Pour les victimes il est déjà très libérateur d’apprendre que leurs symptômes, leur souffrance, leur mal-être, leurs troubles du comportements sont des conséquences des violences, sont cohérents et normaux à la lumières des processus psychotraumatiques (MacFarlane, 2010), qu’elles ne sont pas folles, ni débiles, ni incapables, etc. Les femmes victimes nous rapportent à quel point cela change tout pour elles. Soudain elles ont des clés qui leur permettent de comprendre ce qu’elles ressentent, d’expliquer des comportements qui sont en fait des stratégies de survie, et de pouvoir en sortir, de ne plus être piégées par certaines réminiscences de leur mémoire traumatique qui leur imposent une pseudo-réalité, et de pouvoir faire le tri entre ce qu’elles sont et ce qui les colonise.
Cette compréhension leur permet de renouer avec leur estime de soi, leur sentiment de dignité, d’unité, de cohérence et de sécurité intérieure, d’être moins vulnérables et de ne plus se sentir coupables.

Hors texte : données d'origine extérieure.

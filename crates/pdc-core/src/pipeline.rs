//! Record pipeline with explicit stages.
//!
//! The pipeline follows these stages in order:
//! 1. **Reconcile**: partition input columns against the schema
//! 2. **Project**: copy present fields, null missing ones, drop unexpected columns
//! 3. **Normalize**: date, phone and enum normalizers per tagged field
//! 4. **Validate**: fold per-record issues in stage order
//! 5. **Report**: null counts, phone classes and issue frequency
//!
//! Records are independent; the reports are folds over finished records.

use std::path::Path;
use std::time::Instant;

use tracing::{debug, info, info_span, trace, warn};

use pdc_model::{
    CountryProfile, FieldReconciliation, FieldTag, Issue, NormalizedRecord, OutputBundle,
    PhoneSummary, PipelineReport, RawTable, Schema,
};
use pdc_transform::{DateOutcome, normalize_date, normalize_enum, normalize_phone, reconcile};
use pdc_validate::{
    IssueAccumulator, IssueStage, check_enum, check_required, contact_null_count,
    issue_frequency, missing_fields, required_null_counts,
};

use crate::redact::redact_value;

/// Normalized records plus the batch report.
#[derive(Debug, Clone)]
pub struct PipelineOutput {
    pub bundle: OutputBundle,
    pub report: PipelineReport,
}

/// Run the pipeline over a readable table.
pub fn run(table: &RawTable, schema: &Schema, country: &CountryProfile) -> PipelineOutput {
    let span = info_span!(
        "pipeline",
        schema = %schema.name,
        country = %country.name,
        records = table.len()
    );
    let _guard = span.enter();
    let start = Instant::now();

    // Stage 1: Reconcile
    let reconciliation = reconcile(schema, &table.columns);
    log_reconciliation(&reconciliation);

    // Stages 2-4: per record
    let source_columns: Vec<Option<usize>> = schema
        .fields
        .iter()
        .map(|field| table.column_index(&field.name))
        .collect();
    let mut phone_summaries: Vec<PhoneSummary> = schema
        .fields_with(FieldTag::Phone)
        .map(|field| PhoneSummary::new(field.name.as_str()))
        .collect();
    let records: Vec<NormalizedRecord> = (0..table.len())
        .map(|row| {
            let values = project_row(table, row, &source_columns);
            normalize_record(row, values, schema, country, &mut phone_summaries)
        })
        .collect();

    let bundle = OutputBundle {
        fields: schema.field_names().map(str::to_string).collect(),
        records,
    };

    // Stage 5: Report
    let report = PipelineReport {
        schema: schema.name.clone(),
        country: country.name.clone(),
        input_records: table.len(),
        missing_fields: missing_fields(schema, &reconciliation),
        required_nulls: required_null_counts(schema, &bundle),
        contact_nulls: contact_null_count(schema, &bundle),
        phone_summaries,
        issue_frequency: issue_frequency(&bundle),
        reconciliation,
    };

    info!(
        records = bundle.len(),
        clean = report.issue_frequency.clean_records,
        issues = report.issue_frequency.total_issues(),
        duration_ms = start.elapsed().as_millis(),
        "pipeline complete"
    );
    PipelineOutput { bundle, report }
}

/// Read an upload from disk and run the pipeline over it.
///
/// The only failure is an unreadable upload; the pipeline itself never fails.
pub fn run_file(
    path: &Path,
    schema: &Schema,
    country: &CountryProfile,
) -> pdc_ingest::Result<PipelineOutput> {
    let table = pdc_ingest::read_table(path)?;
    Ok(run(&table, schema, country))
}

fn log_reconciliation(reconciliation: &FieldReconciliation) {
    if !reconciliation.missing_expected.is_empty() {
        warn!(
            fields = ?reconciliation.missing_expected,
            "expected fields missing from input"
        );
    }
    if !reconciliation.unexpected_present.is_empty() {
        info!(
            columns = ?reconciliation.unexpected_present,
            "dropping unexpected columns"
        );
    }
    debug!(
        present = reconciliation.present_expected.len(),
        missing = reconciliation.missing_expected.len(),
        unexpected = reconciliation.unexpected_present.len(),
        "reconciled columns"
    );
}

/// One value per schema field; missing columns and blank cells are null.
fn project_row(table: &RawTable, row: usize, source_columns: &[Option<usize>]) -> Vec<Option<String>> {
    source_columns
        .iter()
        .map(|column| column.and_then(|col| table.cell(row, col)).map(str::to_string))
        .collect()
}

fn normalize_record(
    row: usize,
    mut values: Vec<Option<String>>,
    schema: &Schema,
    country: &CountryProfile,
    phone_summaries: &mut [PhoneSummary],
) -> NormalizedRecord {
    let mut issues = IssueAccumulator::new();

    for (idx, field) in schema.fields.iter().enumerate() {
        if !field.has_tag(FieldTag::Date) {
            continue;
        }
        let outcome = normalize_date(values[idx].as_deref().unwrap_or_default());
        if let DateOutcome::Invalid(raw) = &outcome {
            trace!(row, field = %field.name, value = redact_value(raw), "date not recognized");
            issues.push(IssueStage::Date, Issue::check_field(field.name.as_str()));
        }
        values[idx] = outcome.into_value();
    }

    let phone_fields = schema
        .fields
        .iter()
        .enumerate()
        .filter(|(_, field)| field.has_tag(FieldTag::Phone));
    for ((idx, field), summary) in phone_fields.zip(phone_summaries.iter_mut()) {
        let outcome = normalize_phone(values[idx].as_deref().unwrap_or_default(), country);
        summary.record(outcome.class);
        if !outcome.class.is_clean() {
            trace!(
                row,
                field = %field.name,
                class = %outcome.class,
                value = redact_value(values[idx].as_deref().unwrap_or_default()),
                "phone not confirmed"
            );
            issues.push(IssueStage::Phone, Issue::check_field(field.name.as_str()));
        }
        values[idx] = outcome.value;
    }

    for (idx, field) in schema.fields.iter().enumerate() {
        if let Some(rule) = &field.enum_rule {
            values[idx] = values[idx].as_deref().map(|raw| normalize_enum(raw, rule));
        }
    }

    issues.extend_stage(IssueStage::Required, check_required(schema, &values));

    for (idx, field) in schema.fields.iter().enumerate() {
        if let Some(issue) = check_enum(field, values[idx].as_deref()) {
            issues.push(IssueStage::Enum, issue);
        }
    }

    NormalizedRecord {
        values,
        issues: issues.finish(),
    }
}

#[cfg(test)]
mod tests {
    use super::*;
    use pdc_model::{EnumFold, EnumRule, FieldSpec};

    fn schema() -> Schema {
        Schema::new(
            "mini",
            vec![
                FieldSpec::new("patient_id").with_tag(FieldTag::Required),
                FieldSpec::new("mobile")
                    .with_tag(FieldTag::Required)
                    .with_tag(FieldTag::Phone),
                FieldSpec::new("dob").with_tag(FieldTag::Date),
                FieldSpec::new("gender")
                    .with_enum(EnumRule::new(EnumFold::Prefix, &["Male", "Female"])),
            ],
        )
    }

    #[test]
    fn projects_schema_order_and_drops_extras() {
        let table = RawTable::from_rows(
            &["gender", "notes", "patient_id"],
            &[&["m", "drop me", "P1"]],
        );
        let output = run(&table, &schema(), &CountryProfile::new("sg", "65", 8));
        let record = &output.bundle.records[0];
        assert_eq!(
            record.values,
            vec![Some("P1".to_string()), None, None, Some("Male".to_string())]
        );
        assert_eq!(record.upload_issues(), "check mobile field, mobile missing");
        assert_eq!(output.report.reconciliation.unexpected_present, vec!["notes"]);
        assert_eq!(output.report.phone_summaries[0].missing, 1);
    }

    #[test]
    fn invalid_date_keeps_raw_text() {
        let table = RawTable::from_rows(
            &["patient_id", "mobile", "dob", "gender"],
            &[&["P1", "091234567", " soon ", "F"]],
        );
        let output = run(&table, &schema(), &CountryProfile::new("sg", "65", 8));
        let record = &output.bundle.records[0];
        assert_eq!(record.value(2), Some("soon"));
        assert_eq!(record.value(1), Some("+6591234567"));
        assert_eq!(record.upload_issues(), "check dob field");
    }

    #[test]
    fn blank_enum_value_is_flagged() {
        let schema = Schema::new(
            "ids",
            vec![
                FieldSpec::new("patient_id").with_tag(FieldTag::Required),
                FieldSpec::new("gender")
                    .with_enum(EnumRule::new(EnumFold::Prefix, &["Male", "Female"])),
            ],
        );
        let table = RawTable::from_rows(&["patient_id", "gender"], &[&["P1", ""]]);
        let output = run(&table, &schema, &CountryProfile::new("sg", "65", 8));
        let record = &output.bundle.records[0];
        assert_eq!(record.value(1), None);
        assert_eq!(record.upload_issues(), "check gender field");
        assert_eq!(output.report.issue_frequency.clean_records, 0);
    }

    #[test]
    fn header_only_table_yields_empty_bundle() {
        let table = RawTable::from_rows(&["patient_id"], &[]);
        let output = run(&table, &schema(), &CountryProfile::new("sg", "65", 8));
        assert!(output.bundle.is_empty());
        assert_eq!(output.report.input_records, 0);
        assert_eq!(output.report.issue_frequency.clean_records, 0);
    }
}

Elle leur permet également de démonter le système agresseur, d’identifier l'incohérence et la stratégie intentionnelle à l’œuvre chez l’agresseur, ce qui leur permet de déjouer leur pouvoir sidérant et dissociant, et de pouvoir mieux se défendre, de dénoncer les violences, de ne plus être manipulées, et de ne plus être sous emprise (Salmona, 2015).
L’information sur les troubles psychotraumatique et leurs mécanismes, la formation des professionnel, et la mise en place de centre de soins spécialisés et accessibles sont des impératifs si l’on veut que les droits des victimes soient enfin respectés : droit à la protection et à la sécurité, droit à la santé et à des soins de qualité, droit à une prise en charge sociale, droit à la justice et à des réparations.